Created on Friday, May 15, 2009.
Filed under Software, Web Backend.
 

This is the development diary of my now-discontinued auto-linking wiki software, ‘Ligature’. These posts were collapsed into this single page for permanent archiving, and are ordered from oldest to newest.

 

Commence to start!

2009-01-16 12:51:00

Development of Ligature has begun. But what is Ligature?

I write a story and post it on my website. It's simply text on a screen, very Web 1.0. Ligature takes my story and turns every noun into a link automatically. Each link leads to another story, relevant to the linked noun itself, with yet more links. In this way what we end up with is a web of interlinked stories, like a wiki except there is no need to manually specify where a link goes.

Why is it called Ligature? The best-known ligature is perhaps the A-E ligature (Æ). With the letters so close together, they make a different sound than if they were apart. I am wondering if, by interlinking individual, dissonant stories, if each story changes the meaning and perception of the whole.

Tonight I finished the first task of production, which was to compile a list of as many nouns as I could. The list is here, for unlimited download and distribution by anyone who needs it.
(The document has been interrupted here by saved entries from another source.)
//! Ordered subscriber registry shared by the sync engine and the push channel
//!
//! Dispatch iterates over a snapshot of the registered callbacks taken when
//! the dispatch starts, so a callback may add or remove subscribers (itself
//! included) without corrupting the iteration. A callback that panics is
//! caught and logged; delivery continues with the next subscriber.

use std::fmt;
use std::panic::{catch_unwind, AssertUnwindSafe};
use std::sync::atomic::{AtomicU64, Ordering};
use std::sync::{Arc, Weak};

use parking_lot::Mutex;
use tracing::warn;

/// Ids are unique per process so a stale handle can never match a
/// callback registered later in a fresh registry.
static NEXT_SUBSCRIBER_ID: AtomicU64 = AtomicU64::new(1);

/// Opaque identity of a registered callback
#[derive(Debug, Clone, Copy, PartialEq, Eq, Hash, PartialOrd, Ord)]
pub struct SubscriberId(u64);

impl SubscriberId {
    pub(crate) fn next() -> Self {
        Self(NEXT_SUBSCRIBER_ID.fetch_add(1, Ordering::Relaxed))
    }
}

impl fmt::Display for SubscriberId {
    fn fmt(&self, f: &mut fmt::Formatter<'_>) -> fmt::Result {
        write!(f, "sub_{}", self.0)
    }
}

struct Registry<F: ?Sized> {
    entries: Vec<(SubscriberId, Arc<F>)>,
}

/// Ordered set of callbacks supporting add/remove/iterate during dispatch.
///
/// Cloning yields another handle to the same registry.
pub struct Subscribers<F: ?Sized> {
    inner: Arc<Mutex<Registry<F>>>,
}

impl<F: ?Sized> Clone for Subscribers<F> {
    fn clone(&self) -> Self {
        Self {
            inner: self.inner.clone(),
        }
    }
}

impl<F: ?Sized> Default for Subscribers<F> {
    fn default() -> Self {
        Self::new()
    }
}

impl<F: ?Sized> Subscribers<F> {
    pub fn new() -> Self {
        Self {
            inner: Arc::new(Mutex::new(Registry {
                entries: Vec::new(),
            })),
        }
    }

    /// Register a callback at the end of the dispatch order.
    pub fn insert(&self, callback: Arc<F>) -> SubscriberId {
        let id = SubscriberId::next();
        self.inner.lock().entries.push((id, callback));
        id
    }

    /// Remove exactly one callback. Returns `false` if it was already gone.
    pub fn remove(&self, id: SubscriberId) -> bool {
        let mut registry = self.inner.lock();
        let before = registry.entries.len();
        registry.entries.retain(|(entry_id, _)| *entry_id != id);
        registry.entries.len() != before
    }

    pub fn clear(&self) {
        self.inner.lock().entries.clear();
    }

    pub fn len(&self) -> usize {
        self.inner.lock().entries.len()
    }

    pub fn is_empty(&self) -> bool {
        self.inner.lock().entries.is_empty()
    }

    pub fn contains(&self, id: SubscriberId) -> bool {
        self.inner.lock().entries.iter().any(|(entry_id, _)| *entry_id == id)
    }

    /// Callbacks in registration order, detached from the registry lock.
    pub fn snapshot(&self) -> Vec<Arc<F>> {
        self.inner
            .lock()
            .entries
            .iter()
            .map(|(_, callback)| callback.clone())
            .collect()
    }

    /// Invoke every callback registered at the start of the call, in order.
    ///
    /// Returns how many callbacks panicked.
    pub fn dispatch(&self, mut invoke: impl FnMut(&F)) -> usize {
        let mut failed = 0;
        for callback in self.snapshot() {
            if !invoke_guarded(|| invoke(&*callback)) {
                failed += 1;
            }
        }
        failed
    }

    fn downgrade(&self) -> Weak<Mutex<Registry<F>>> {
        Arc::downgrade(&self.inner)
    }
}

impl<F: ?Sized + Send + Sync + 'static> Subscribers<F> {
    /// Register a callback and return its unsubscribe handle.
    pub fn subscribe(&self, callback: Arc<F>) -> Unsubscribe {
        let id = self.insert(callback);
        let registry = self.downgrade();
        Unsubscribe::new(id, move || {
            if let Some(registry) = registry.upgrade() {
                registry.lock().entries.retain(|(entry_id, _)| *entry_id != id);
            }
        })
    }
}

/// Run a user callback, containing any panic it raises.
///
/// Returns `false` if the callback panicked.
pub(crate) fn invoke_guarded(callback: impl FnOnce()) -> bool {
    match catch_unwind(AssertUnwindSafe(callback)) {
        Ok(()) => true,
        Err(_) => {
            warn!("Callback panicked; continuing");
            false
        }
    }
}

/// Handle returned by every subscribe operation.
///
/// Calling [`Unsubscribe::unsubscribe`] removes exactly the callback it was
/// created for. It is idempotent, and never calling it is fine: dropping the
/// handle leaves the subscription in place.
#[derive(Clone)]
pub struct Unsubscribe {
    id: SubscriberId,
    detach: Arc<dyn Fn() + Send + Sync>,
}

impl Unsubscribe {
    pub(crate) fn new(id: SubscriberId, detach: impl Fn() + Send + Sync + 'static) -> Self {
        Self {
            id,
            detach: Arc::new(detach),
        }
    }

    pub fn id(&self) -> SubscriberId {
        self.id
    }

    pub fn unsubscribe(&self) {
        (self.detach)();
    }
}

impl fmt::Debug for Unsubscribe {
    fn fmt(&self, f: &mut fmt::Formatter<'_>) -> fmt::Result {
        f.debug_struct("Unsubscribe").field("id", &self.id).finish()
    }
}
//! Resilient push-event channel for one component instance
//!
//! The `StreamChannel` owns at most one background task per connection
//! lifetime. The task performs the handshake, delivers frames, and on
//! failure runs the backoff state machine:
//!
//! ```text
//! Disconnected ──connect()──► Connecting ──open──► Open
//!                                 ▲                 │ error / end of stream
//!                                 │                 ▼
//!                           Reconnecting ◄──retry── Error ──exhausted──► Disconnected
//! ```
//!
//! Frames are decoded as JSON and dispatched first to the global handler
//! (if any), then to the subscribers of the frame's event type in
//! registration order. Malformed frames are logged and dropped; they do not
//! count as connection errors.
//!
//! # Example
//!
//! ```ignore
//! let source = HttpPushSource::new(&transport, config.clone());
//! let channel = StreamChannel::from_config(
//!     source,
//!     component.stream_target(signature)?,
//!     &config.stream,
//!     ChannelHooks::new().on_error(|e| eprintln!("stream error: {e}")),
//! );
//!
//! channel.on("chat", |data| println!("chat: {data}"));
//! channel.connect();
//! ```

use std::collections::HashMap;
use std::sync::{Arc, Weak};

use futures::StreamExt;
use parking_lot::{Mutex, RwLock};
use serde_json::Value;
use tokio::runtime::Handle;
use tokio::task::JoinHandle;
use tracing::{debug, info, warn};

use super::backoff::ReconnectPolicy;
use super::events::{ChannelHooks, ChannelState};
use super::source::{PushSource, StreamTarget};
use super::sse::RawFrame;
use crate::config::StreamConfig;
use crate::error::LiveError;
use crate::subscribers::{invoke_guarded, SubscriberId, Subscribers, Unsubscribe};
use crate::types::StreamEvent;

/// Callback for one event type; receives the decoded payload
pub type EventCallback = dyn Fn(&Value) + Send + Sync;

/// Global handler; receives every decoded event regardless of type
pub type EventHandler = dyn Fn(&StreamEvent) + Send + Sync;

/// Connection bookkeeping, guarded by one lock
struct Connection {
    state: ChannelState,
    /// Reconnects scheduled since the last successful open
    attempts: u32,
    /// Bumped by every connect/disconnect so stale tasks can tell they lost
    generation: u64,
    task: Option<JoinHandle<()>>,
    was_open: bool,
}

struct Shared<S> {
    source: S,
    target: StreamTarget,
    policy: ReconnectPolicy,
    hooks: ChannelHooks,
    connection: Mutex<Connection>,
    listeners: Mutex<HashMap<String, Subscribers<EventCallback>>>,
    handler: RwLock<Option<Arc<EventHandler>>>,
}

/// Push channel addressed by `(component id, signature)`
pub struct StreamChannel<S: PushSource> {
    shared: Arc<Shared<S>>,
}

impl<S: PushSource> StreamChannel<S> {
    pub fn new(source: S, target: StreamTarget, policy: ReconnectPolicy, hooks: ChannelHooks) -> Self {
        Self {
            shared: Arc::new(Shared {
                source,
                target,
                policy,
                hooks,
                connection: Mutex::new(Connection {
                    state: ChannelState::Disconnected,
                    attempts: 0,
                    generation: 0,
                    task: None,
                    was_open: false,
                }),
                listeners: Mutex::new(HashMap::new()),
                handler: RwLock::new(None),
            }),
        }
    }

    pub fn from_config(
        source: S,
        target: StreamTarget,
        config: &StreamConfig,
        hooks: ChannelHooks,
    ) -> Self {
        Self::new(source, target, config.reconnect_policy(), hooks)
    }

    pub fn target(&self) -> &StreamTarget {
        &self.shared.target
    }

    pub fn policy(&self) -> &ReconnectPolicy {
        &self.shared.policy
    }

    // ═══════════════════════════════════════════════════════════════════════
    // Connection lifecycle
    // ═══════════════════════════════════════════════════════════════════════

    /// Open the push connection.
    ///
    /// No-op while a connection task exists. Outside a tokio runtime it
    /// logs a warning and the channel stays disconnected.
    pub fn connect(&self) {
        let mut connection = self.shared.connection.lock();
        if connection.task.is_some() {
            debug!(stream = %self.shared.target, "Push channel already connected");
            return;
        }
        let Ok(runtime) = Handle::try_current() else {
            warn!(stream = %self.shared.target, "No tokio runtime; push channel not started");
            return;
        };

        connection.generation += 1;
        connection.attempts = 0;
        connection.was_open = false;
        connection.state = ChannelState::Connecting;
        let generation = connection.generation;

        info!(stream = %self.shared.target, "Connecting push channel");
        let shared = self.shared.clone();
        connection.task = Some(runtime.spawn(async move {
            Shared::run(shared, generation).await;
        }));
    }

    /// Close the connection, cancel any pending reconnect and drop every
    /// type subscriber.
    ///
    /// Fires the disconnect hook once if a connection had been open.
    pub fn disconnect(&self) {
        let (task, was_open) = {
            let mut connection = self.shared.connection.lock();
            connection.generation += 1;
            connection.state = ChannelState::Disconnected;
            let was_open = std::mem::take(&mut connection.was_open);
            (connection.task.take(), was_open)
        };

        self.shared.listeners.lock().clear();

        if let Some(task) = task {
            task.abort();
            info!(stream = %self.shared.target, "Push channel disconnected");
            if was_open {
                self.shared.fire_disconnect();
            }
        }
    }

    /// True while a connection exists and is open.
    pub fn is_connected(&self) -> bool {
        let connection = self.shared.connection.lock();
        connection.task.is_some() && connection.state == ChannelState::Open
    }

    pub fn state(&self) -> ChannelState {
        self.shared.connection.lock().state
    }

    /// Reconnects scheduled since the last successful open.
    pub fn attempts(&self) -> u32 {
        self.shared.connection.lock().attempts
    }

    // ═══════════════════════════════════════════════════════════════════════
    // Subscribers
    // ═══════════════════════════════════════════════════════════════════════

    /// Subscribe to one event type.
    ///
    /// The returned handle removes exactly this callback; removing the last
    /// callback for a type frees the type's slot.
    pub fn on<F>(&self, event_type: impl Into<String>, callback: F) -> Unsubscribe
    where
        F: Fn(&Value) + Send + Sync + 'static,
    {
        let event_type = event_type.into();
        let id = self
            .shared
            .listeners
            .lock()
            .entry(event_type.clone())
            .or_default()
            .insert(Arc::new(callback));

        let shared: Weak<Shared<S>> = Arc::downgrade(&self.shared);
        Unsubscribe::new(id, move || {
            if let Some(shared) = shared.upgrade() {
                shared.remove_listener(&event_type, id);
            }
        })
    }

    /// Remove one callback, or every callback for the type when `id` is `None`.
    pub fn off(&self, event_type: &str, id: Option<SubscriberId>) {
        match id {
            Some(id) => self.shared.remove_listener(event_type, id),
            None => {
                self.shared.listeners.lock().remove(event_type);
            }
        }
    }

    /// Install the global handler, replacing any previous one.
    pub fn on_any<F>(&self, handler: F)
    where
        F: Fn(&StreamEvent) + Send + Sync + 'static,
    {
        *self.shared.handler.write() = Some(Arc::new(handler));
    }

    pub fn clear_event_handler(&self) {
        self.shared.handler.write().take();
    }

    pub fn subscriber_count(&self, event_type: &str) -> usize {
        self.shared
            .listeners
            .lock()
            .get(event_type)
            .map(|subs| subs.len())
            .unwrap_or(0)
    }

    /// Event types that currently have at least one subscriber.
    pub fn event_types(&self) -> Vec<String> {
        let mut types: Vec<String> = self.shared.listeners.lock().keys().cloned().collect();
        types.sort();
        types
    }
}

impl<S: PushSource> Drop for StreamChannel<S> {
    fn drop(&mut self) {
        if let Some(task) = self.shared.connection.lock().task.take() {
            task.abort();
        }
    }
}

impl<S: PushSource> Shared<S> {
    /// Connection task: handshake, deliver frames, back off, repeat.
    async fn run(shared: Arc<Self>, generation: u64) {
        loop {
            if !shared.transition(generation, ChannelState::Connecting) {
                return;
            }

            let failure = match shared.source.open(&shared.target).await {
                Ok(mut frames) => {
                    if !shared.mark_open(generation) {
                        return;
                    }
                    loop {
                        match frames.next().await {
                            Some(Ok(frame)) => shared.dispatch_frame(frame),
                            Some(Err(e)) => break e,
                            None => break LiveError::Connection("stream closed by server".to_string()),
                        }
                    }
                }
                Err(e) => e,
            };

            let Some(delay) = shared.handle_failure(generation, &failure) else {
                return;
            };
            tokio::time::sleep(delay).await;
        }
    }

    /// Move to `state` if this task still owns the connection.
    fn transition(&self, generation: u64, state: ChannelState) -> bool {
        let mut connection = self.connection.lock();
        if connection.generation != generation {
            return false;
        }
        connection.state = state;
        true
    }

    fn mark_open(&self, generation: u64) -> bool {
        {
            let mut connection = self.connection.lock();
            if connection.generation != generation {
                return false;
            }
            connection.state = ChannelState::Open;
            connection.attempts = 0;
            connection.was_open = true;
        }
        info!(stream = %self.target, "Push channel open");
        if let Some(hook) = &self.hooks.on_connect {
            invoke_guarded(|| hook());
        }
        true
    }

    /// Report a failure and decide whether to reconnect.
    ///
    /// Returns the backoff delay, or `None` when the channel is finished.
    fn handle_failure(&self, generation: u64, error: &LiveError) -> Option<std::time::Duration> {
        if !self.transition(generation, ChannelState::Error) {
            return None;
        }
        warn!(stream = %self.target, error = %error, "Push channel error");
        if let Some(hook) = &self.hooks.on_error {
            invoke_guarded(|| hook(error));
        }

        let mut connection = self.connection.lock();
        if connection.generation != generation {
            return None;
        }

        if self.policy.should_retry(connection.attempts) {
            let delay = self.policy.delay_for(connection.attempts);
            connection.attempts += 1;
            connection.state = ChannelState::Reconnecting;
            info!(
                stream = %self.target,
                attempt = connection.attempts,
                delay_ms = delay.as_millis() as u64,
                "Scheduling push channel reconnect"
            );
            return Some(delay);
        }

        warn!(
            stream = %self.target,
            attempts = connection.attempts,
            "Push channel giving up; call connect() to resume"
        );
        connection.state = ChannelState::Disconnected;
        // Releasing our own handle detaches this task; it ends right after.
        connection.task.take();
        let was_open = std::mem::take(&mut connection.was_open);
        drop(connection);

        if was_open {
            self.fire_disconnect();
        }
        None
    }

    fn fire_disconnect(&self) {
        if let Some(hook) = &self.hooks.on_disconnect {
            invoke_guarded(|| hook());
        }
    }

    fn dispatch_frame(&self, frame: RawFrame) {
        let event_type = frame.event_type().to_string();
        let data = match serde_json::from_str::<Value>(&frame.data) {
            Ok(data) => data,
            Err(e) => {
                let error = LiveError::StreamParse(e.to_string());
                warn!(stream = %self.target, %event_type, error = %error, "Dropping malformed frame");
                return;
            }
        };
        let event = StreamEvent {
            event_type,
            data,
            id: frame.id,
        };

        let handler = self.handler.read().clone();
        if let Some(handler) = handler {
            invoke_guarded(|| handler(&event));
        }

        let subscribers = self.listeners.lock().get(&event.event_type).cloned();
        match subscribers {
            Some(subscribers) => {
                subscribers.dispatch(|callback| callback(&event.data));
            }
            None => debug!(stream = %self.target, event_type = %event.event_type, "No subscribers for event"),
        }
    }

    fn remove_listener(&self, event_type: &str, id: SubscriberId) {
        let mut listeners = self.listeners.lock();
        if let Some(subscribers) = listeners.get(event_type) {
            subscribers.remove(id);
            if subscribers.is_empty() {
                listeners.remove(event_type);
            }
        }
    }
}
As far as I could find on the internet, this is the first such list of its kind, though it has been apparently much requested before. If only it has been as simple as telling dictionary.com to dump every noun it knew into a file, instead of me having to trawl ESL websites to compile the most common nouns.

This noun list is the hingepin of the automatic linking script, but before any programming is done I will need to write a few design documents to focus on the details of implementation.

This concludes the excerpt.